### Problem to work on
Which of the lines below include the word "pending"? Pull each one out.

Source records
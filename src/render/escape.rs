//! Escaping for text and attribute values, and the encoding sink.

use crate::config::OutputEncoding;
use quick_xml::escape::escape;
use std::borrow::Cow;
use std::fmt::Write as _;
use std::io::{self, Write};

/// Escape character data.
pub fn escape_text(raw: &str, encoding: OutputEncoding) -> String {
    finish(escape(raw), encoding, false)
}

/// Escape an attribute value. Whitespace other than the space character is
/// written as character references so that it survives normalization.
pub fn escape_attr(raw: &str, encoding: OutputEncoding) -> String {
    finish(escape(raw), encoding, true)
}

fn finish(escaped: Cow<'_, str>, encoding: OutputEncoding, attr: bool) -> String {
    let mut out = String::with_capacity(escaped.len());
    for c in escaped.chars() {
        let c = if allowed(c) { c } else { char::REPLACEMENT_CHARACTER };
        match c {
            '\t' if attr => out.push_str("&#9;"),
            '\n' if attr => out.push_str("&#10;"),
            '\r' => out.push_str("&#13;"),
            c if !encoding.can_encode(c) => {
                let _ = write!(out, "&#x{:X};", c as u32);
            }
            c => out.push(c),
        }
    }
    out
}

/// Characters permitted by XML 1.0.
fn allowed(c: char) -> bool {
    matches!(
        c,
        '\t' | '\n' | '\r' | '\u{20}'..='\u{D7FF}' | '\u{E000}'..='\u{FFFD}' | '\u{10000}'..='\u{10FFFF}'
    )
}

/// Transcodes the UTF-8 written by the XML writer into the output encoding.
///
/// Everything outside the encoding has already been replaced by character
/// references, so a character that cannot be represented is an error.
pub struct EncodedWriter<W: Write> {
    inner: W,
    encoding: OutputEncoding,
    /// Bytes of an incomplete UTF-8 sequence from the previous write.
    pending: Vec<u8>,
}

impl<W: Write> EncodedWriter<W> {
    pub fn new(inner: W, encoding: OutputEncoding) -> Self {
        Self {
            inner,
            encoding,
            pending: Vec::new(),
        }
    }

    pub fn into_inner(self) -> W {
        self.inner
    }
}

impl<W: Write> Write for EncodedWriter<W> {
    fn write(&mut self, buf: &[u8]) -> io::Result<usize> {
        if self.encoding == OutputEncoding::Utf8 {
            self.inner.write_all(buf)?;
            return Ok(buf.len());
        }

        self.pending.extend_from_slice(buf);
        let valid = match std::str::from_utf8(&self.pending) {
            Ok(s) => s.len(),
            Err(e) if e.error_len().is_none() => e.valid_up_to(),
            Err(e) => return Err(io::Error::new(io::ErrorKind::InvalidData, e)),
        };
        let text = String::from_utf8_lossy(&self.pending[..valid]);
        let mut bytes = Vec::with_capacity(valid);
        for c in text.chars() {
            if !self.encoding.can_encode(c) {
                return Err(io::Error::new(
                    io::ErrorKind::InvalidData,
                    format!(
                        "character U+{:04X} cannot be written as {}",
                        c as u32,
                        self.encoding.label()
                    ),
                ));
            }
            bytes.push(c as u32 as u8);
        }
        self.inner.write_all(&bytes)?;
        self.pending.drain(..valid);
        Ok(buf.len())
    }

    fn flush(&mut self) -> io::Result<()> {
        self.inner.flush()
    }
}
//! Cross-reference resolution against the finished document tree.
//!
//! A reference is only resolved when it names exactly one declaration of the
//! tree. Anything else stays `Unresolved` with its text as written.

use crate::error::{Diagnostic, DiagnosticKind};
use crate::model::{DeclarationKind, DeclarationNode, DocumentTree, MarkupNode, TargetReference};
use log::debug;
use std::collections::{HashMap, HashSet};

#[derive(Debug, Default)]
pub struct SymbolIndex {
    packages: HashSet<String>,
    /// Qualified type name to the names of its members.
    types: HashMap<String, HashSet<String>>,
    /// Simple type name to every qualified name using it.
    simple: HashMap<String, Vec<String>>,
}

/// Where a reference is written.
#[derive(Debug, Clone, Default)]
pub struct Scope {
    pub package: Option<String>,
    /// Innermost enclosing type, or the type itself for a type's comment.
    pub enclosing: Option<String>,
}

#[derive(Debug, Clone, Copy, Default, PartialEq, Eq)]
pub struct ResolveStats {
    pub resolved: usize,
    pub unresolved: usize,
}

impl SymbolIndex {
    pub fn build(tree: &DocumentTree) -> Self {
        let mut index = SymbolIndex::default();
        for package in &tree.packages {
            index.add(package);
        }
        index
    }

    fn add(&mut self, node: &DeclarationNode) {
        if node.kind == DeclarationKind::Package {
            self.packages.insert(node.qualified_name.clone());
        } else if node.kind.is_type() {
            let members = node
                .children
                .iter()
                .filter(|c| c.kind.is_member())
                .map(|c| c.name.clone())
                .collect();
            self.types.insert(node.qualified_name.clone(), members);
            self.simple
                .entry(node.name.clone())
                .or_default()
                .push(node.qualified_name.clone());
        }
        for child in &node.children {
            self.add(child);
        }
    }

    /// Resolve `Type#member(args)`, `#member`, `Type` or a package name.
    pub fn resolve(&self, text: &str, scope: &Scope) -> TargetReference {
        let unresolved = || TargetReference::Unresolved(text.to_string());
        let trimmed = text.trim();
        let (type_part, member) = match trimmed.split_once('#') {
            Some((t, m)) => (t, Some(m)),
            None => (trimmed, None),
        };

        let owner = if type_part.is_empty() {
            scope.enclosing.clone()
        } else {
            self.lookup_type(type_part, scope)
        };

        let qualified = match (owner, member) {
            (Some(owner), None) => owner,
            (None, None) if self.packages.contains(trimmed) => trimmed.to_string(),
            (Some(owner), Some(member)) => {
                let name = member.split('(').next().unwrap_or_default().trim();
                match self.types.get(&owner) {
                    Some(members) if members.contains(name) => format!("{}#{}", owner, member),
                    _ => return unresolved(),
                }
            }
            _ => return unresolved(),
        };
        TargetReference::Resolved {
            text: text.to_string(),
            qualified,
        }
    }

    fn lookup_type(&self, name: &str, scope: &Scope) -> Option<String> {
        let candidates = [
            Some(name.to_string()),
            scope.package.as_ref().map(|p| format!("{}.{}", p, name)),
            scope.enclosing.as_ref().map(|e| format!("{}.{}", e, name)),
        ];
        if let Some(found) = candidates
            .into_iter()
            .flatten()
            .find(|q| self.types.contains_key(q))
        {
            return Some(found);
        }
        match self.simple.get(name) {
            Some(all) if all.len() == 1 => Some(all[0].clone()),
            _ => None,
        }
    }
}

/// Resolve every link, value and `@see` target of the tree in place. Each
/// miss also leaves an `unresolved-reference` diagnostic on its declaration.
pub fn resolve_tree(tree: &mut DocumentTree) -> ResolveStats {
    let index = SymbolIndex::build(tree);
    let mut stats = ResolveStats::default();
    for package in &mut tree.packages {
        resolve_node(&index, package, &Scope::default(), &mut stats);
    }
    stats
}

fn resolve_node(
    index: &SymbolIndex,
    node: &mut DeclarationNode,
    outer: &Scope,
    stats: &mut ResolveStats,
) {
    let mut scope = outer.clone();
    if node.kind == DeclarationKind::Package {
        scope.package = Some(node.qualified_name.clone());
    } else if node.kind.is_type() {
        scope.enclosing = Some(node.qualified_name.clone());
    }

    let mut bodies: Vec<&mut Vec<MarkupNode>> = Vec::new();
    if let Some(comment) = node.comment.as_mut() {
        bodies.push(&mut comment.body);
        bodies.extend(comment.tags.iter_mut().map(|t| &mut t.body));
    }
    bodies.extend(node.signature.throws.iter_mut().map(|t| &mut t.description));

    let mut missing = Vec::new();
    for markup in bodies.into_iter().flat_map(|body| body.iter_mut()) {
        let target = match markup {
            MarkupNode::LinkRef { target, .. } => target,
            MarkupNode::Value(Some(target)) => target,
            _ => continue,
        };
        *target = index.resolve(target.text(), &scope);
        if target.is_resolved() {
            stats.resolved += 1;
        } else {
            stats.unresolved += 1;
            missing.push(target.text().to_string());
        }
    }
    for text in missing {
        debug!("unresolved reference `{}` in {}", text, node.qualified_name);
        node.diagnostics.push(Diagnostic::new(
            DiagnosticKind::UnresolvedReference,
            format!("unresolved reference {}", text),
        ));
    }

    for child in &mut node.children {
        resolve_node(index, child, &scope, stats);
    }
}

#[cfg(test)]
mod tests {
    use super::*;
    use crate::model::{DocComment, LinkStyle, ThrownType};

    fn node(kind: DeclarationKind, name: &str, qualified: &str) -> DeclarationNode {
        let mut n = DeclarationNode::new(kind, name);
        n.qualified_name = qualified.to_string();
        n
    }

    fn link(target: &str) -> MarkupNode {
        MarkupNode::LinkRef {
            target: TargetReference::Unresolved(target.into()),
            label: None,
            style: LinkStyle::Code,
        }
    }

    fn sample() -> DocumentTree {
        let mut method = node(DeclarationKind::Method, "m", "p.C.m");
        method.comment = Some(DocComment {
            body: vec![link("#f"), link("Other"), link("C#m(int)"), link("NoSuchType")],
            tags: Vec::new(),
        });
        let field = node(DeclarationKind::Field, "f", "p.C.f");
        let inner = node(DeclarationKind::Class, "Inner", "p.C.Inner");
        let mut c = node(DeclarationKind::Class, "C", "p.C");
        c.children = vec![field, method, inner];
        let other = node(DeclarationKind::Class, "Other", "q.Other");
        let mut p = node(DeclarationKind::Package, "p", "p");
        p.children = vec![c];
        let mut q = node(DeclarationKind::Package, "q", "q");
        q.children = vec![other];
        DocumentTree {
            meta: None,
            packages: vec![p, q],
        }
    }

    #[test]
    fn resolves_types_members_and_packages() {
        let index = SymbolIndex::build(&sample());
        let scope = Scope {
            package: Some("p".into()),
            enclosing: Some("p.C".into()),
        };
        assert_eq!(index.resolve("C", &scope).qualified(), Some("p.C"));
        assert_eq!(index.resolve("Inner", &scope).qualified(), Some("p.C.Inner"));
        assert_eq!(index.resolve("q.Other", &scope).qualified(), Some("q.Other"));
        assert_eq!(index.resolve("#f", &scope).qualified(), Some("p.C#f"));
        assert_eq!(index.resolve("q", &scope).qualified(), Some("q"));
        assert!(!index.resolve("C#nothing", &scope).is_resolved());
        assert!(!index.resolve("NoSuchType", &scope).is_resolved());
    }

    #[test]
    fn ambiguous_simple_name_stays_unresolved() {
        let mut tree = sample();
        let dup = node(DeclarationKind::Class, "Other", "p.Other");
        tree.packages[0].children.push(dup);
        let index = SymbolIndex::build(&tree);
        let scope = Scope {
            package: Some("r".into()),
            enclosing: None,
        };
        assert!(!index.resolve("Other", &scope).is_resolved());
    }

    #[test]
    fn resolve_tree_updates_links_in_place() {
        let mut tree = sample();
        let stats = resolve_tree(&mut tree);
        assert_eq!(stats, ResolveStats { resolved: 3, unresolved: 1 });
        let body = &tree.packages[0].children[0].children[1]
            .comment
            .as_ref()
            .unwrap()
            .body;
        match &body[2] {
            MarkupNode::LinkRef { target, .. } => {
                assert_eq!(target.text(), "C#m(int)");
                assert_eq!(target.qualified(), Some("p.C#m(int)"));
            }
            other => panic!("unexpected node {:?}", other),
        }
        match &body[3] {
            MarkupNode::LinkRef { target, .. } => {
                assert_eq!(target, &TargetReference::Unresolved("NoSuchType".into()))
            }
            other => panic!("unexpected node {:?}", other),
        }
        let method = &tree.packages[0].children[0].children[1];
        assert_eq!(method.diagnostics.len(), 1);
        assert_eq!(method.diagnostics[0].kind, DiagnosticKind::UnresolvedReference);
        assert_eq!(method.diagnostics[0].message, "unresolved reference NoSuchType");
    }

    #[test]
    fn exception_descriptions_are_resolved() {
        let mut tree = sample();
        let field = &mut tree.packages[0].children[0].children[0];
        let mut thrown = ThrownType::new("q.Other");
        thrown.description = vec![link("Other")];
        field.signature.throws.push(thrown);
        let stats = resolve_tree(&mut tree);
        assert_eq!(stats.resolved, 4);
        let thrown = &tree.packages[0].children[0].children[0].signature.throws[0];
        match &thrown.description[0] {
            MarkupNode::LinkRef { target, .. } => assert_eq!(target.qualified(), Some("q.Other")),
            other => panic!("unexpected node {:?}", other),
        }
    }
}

==

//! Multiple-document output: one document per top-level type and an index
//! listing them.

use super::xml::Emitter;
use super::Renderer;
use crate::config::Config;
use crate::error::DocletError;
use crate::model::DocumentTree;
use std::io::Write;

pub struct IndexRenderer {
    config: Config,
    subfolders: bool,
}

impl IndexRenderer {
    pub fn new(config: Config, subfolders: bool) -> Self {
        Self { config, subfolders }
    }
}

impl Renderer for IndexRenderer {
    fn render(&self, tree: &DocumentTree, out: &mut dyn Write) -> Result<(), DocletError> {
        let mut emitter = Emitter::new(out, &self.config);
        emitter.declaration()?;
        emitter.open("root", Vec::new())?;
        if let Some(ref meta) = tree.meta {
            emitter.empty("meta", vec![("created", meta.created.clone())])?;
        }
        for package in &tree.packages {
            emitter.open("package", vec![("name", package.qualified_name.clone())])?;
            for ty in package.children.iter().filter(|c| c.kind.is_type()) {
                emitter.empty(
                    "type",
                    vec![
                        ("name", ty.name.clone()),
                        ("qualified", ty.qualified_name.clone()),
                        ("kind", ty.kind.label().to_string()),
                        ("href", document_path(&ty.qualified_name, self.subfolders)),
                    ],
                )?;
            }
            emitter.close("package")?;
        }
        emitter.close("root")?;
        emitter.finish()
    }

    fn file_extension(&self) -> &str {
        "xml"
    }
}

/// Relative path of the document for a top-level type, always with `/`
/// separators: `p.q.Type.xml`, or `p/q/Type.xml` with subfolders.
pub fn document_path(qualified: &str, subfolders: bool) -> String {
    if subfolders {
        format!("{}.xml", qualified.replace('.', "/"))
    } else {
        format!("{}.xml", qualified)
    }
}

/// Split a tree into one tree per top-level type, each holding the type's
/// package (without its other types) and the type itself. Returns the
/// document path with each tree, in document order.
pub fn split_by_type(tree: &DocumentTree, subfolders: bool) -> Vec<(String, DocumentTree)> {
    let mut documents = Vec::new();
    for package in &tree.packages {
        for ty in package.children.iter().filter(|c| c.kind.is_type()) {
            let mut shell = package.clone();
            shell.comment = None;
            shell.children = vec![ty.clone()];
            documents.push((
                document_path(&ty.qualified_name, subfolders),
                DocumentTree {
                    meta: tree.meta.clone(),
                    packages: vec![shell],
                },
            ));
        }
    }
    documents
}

* * *

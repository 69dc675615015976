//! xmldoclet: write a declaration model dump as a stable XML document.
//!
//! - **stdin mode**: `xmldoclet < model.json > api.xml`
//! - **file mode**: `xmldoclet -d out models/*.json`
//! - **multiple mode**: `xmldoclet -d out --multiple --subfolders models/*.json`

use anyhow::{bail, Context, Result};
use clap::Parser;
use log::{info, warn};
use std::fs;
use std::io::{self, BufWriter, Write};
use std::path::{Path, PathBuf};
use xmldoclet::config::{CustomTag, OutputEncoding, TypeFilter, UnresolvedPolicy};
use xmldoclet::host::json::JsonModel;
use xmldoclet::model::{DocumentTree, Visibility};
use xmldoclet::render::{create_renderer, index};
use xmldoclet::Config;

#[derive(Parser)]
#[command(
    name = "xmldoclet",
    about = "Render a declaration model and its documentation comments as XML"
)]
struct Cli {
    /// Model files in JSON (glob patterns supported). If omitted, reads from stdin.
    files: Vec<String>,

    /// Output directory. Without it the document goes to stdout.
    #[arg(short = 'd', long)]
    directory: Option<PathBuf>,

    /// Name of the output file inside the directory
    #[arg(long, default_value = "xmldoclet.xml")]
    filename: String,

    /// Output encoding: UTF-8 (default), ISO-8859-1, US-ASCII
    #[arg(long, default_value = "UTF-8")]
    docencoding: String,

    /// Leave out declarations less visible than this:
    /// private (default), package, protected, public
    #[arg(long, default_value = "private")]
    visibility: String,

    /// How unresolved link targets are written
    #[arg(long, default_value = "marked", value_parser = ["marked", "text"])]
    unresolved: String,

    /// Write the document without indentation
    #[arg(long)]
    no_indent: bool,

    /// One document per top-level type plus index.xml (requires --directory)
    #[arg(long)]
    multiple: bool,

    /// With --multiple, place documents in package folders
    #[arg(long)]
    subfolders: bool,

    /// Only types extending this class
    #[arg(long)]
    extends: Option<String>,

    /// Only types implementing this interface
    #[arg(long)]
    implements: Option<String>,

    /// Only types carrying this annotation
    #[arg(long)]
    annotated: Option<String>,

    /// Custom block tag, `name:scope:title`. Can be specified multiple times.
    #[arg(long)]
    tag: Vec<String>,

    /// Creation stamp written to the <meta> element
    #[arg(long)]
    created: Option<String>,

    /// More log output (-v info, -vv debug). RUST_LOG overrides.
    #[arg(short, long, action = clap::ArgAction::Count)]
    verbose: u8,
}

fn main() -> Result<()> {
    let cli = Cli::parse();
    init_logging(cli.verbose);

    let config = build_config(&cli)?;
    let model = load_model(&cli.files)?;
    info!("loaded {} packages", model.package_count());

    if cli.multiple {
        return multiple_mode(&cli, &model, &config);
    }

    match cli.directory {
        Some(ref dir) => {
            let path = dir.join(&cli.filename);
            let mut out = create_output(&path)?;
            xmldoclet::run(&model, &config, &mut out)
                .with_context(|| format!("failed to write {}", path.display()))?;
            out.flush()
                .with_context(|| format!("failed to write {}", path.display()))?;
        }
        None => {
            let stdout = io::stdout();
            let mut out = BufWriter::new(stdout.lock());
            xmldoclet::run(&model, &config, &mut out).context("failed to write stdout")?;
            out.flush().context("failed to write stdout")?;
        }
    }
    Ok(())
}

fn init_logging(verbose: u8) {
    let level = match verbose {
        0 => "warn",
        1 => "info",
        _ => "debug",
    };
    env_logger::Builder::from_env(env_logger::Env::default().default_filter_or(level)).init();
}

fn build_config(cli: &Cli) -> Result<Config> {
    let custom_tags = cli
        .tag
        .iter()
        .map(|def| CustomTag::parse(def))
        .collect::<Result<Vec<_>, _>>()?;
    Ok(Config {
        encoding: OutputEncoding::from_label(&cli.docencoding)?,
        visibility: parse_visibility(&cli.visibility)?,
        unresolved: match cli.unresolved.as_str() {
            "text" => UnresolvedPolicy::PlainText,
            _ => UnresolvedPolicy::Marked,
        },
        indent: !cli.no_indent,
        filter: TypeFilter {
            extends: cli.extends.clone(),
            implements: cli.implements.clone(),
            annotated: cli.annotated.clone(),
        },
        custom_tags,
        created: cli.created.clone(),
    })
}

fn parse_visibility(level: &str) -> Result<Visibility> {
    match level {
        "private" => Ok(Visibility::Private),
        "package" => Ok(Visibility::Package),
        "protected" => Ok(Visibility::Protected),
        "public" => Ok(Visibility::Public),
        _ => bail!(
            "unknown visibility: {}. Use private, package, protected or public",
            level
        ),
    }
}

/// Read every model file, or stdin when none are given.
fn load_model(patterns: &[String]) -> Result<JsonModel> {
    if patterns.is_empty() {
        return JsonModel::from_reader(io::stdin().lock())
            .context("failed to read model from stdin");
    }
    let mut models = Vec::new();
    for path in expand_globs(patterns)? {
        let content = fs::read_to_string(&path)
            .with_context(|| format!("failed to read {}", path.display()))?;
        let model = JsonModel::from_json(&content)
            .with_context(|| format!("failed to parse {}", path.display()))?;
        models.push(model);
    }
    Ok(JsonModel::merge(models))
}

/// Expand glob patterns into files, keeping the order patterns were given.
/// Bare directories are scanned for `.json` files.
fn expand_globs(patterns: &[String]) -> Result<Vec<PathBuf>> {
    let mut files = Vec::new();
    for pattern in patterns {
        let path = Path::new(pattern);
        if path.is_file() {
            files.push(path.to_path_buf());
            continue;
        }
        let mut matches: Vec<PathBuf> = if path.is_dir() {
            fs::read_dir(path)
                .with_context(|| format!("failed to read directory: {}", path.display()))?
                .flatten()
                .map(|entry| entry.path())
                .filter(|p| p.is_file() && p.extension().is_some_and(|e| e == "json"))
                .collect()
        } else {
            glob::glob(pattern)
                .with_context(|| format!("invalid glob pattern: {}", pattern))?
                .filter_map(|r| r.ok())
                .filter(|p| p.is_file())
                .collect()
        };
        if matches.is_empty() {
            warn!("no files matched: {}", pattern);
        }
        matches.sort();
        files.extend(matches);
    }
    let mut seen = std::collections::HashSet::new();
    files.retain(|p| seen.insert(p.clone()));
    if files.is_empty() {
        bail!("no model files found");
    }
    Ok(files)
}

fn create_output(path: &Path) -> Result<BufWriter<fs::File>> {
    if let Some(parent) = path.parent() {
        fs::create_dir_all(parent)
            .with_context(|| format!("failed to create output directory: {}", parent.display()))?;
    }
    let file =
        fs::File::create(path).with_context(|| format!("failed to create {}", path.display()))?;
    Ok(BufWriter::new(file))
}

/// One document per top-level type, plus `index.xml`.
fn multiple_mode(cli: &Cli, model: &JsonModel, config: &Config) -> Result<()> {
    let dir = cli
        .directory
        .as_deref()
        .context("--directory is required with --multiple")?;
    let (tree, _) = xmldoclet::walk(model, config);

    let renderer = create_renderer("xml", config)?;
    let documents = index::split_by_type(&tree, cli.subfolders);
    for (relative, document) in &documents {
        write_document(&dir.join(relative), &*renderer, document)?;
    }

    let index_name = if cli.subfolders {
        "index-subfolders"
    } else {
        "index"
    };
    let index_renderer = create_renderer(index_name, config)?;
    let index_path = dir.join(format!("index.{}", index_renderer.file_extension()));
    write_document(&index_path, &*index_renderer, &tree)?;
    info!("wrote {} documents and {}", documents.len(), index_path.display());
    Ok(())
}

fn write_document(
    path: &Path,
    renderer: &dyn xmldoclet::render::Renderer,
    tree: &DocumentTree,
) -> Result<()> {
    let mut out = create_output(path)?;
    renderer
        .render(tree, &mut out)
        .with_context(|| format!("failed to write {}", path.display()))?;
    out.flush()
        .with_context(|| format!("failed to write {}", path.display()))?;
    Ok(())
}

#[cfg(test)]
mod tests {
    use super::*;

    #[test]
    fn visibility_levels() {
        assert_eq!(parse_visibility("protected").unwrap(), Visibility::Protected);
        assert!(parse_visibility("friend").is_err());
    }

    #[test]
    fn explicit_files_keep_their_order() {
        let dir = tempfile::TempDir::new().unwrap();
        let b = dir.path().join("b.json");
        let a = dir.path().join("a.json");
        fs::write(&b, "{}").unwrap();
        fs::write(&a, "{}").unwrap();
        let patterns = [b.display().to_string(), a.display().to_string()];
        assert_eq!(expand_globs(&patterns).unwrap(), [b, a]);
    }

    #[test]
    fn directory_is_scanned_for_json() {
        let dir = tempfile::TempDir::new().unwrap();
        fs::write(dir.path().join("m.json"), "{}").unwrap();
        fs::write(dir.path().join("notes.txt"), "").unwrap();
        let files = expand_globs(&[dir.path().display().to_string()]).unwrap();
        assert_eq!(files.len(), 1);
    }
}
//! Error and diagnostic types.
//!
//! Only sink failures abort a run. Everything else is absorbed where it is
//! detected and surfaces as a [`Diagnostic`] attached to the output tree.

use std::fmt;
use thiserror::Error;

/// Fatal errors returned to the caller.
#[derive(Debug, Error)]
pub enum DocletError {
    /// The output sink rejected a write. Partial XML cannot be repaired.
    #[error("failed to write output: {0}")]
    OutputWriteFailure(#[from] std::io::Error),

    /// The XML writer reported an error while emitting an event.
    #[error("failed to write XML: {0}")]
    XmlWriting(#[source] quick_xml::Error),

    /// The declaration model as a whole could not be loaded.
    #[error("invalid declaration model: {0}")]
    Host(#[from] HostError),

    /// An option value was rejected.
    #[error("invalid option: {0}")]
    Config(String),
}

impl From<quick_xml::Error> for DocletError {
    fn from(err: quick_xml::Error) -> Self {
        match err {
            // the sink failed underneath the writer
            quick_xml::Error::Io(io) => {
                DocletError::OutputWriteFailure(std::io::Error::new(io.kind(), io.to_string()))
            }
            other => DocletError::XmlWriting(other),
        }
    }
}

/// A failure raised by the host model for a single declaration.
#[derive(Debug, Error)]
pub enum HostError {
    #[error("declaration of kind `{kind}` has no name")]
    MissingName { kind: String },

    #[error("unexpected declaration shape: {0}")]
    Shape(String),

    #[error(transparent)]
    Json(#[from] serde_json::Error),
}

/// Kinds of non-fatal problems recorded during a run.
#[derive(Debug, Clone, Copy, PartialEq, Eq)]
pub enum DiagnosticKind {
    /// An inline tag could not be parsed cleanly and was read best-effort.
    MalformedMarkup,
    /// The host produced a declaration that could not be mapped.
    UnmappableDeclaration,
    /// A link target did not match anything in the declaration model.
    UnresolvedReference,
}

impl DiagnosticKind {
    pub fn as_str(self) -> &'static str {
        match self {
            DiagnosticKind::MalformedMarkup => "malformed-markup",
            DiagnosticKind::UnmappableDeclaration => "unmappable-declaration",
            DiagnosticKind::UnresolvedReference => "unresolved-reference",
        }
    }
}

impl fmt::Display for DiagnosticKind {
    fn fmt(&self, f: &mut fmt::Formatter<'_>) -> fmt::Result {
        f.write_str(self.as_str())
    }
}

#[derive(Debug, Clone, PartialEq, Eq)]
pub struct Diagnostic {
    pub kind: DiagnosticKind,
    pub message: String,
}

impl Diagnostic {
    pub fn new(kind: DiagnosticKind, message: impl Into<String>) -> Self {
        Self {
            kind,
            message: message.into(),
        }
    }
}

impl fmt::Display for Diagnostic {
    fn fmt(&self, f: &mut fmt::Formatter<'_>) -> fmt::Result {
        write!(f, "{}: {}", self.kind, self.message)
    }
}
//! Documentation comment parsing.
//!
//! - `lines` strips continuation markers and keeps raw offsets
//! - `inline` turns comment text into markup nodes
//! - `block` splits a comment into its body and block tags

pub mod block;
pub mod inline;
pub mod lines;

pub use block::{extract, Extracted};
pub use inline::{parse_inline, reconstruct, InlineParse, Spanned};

### Result of this exercise
    pending: Vec<u8>,
            pending: Vec::new(),
        self.pending.extend_from_slice(buf);
        let valid = match std::str::from_utf8(&self.pending) {
        let text = String::from_utf8_lossy(&self.pending[..valid]);
        self.pending.drain(..valid);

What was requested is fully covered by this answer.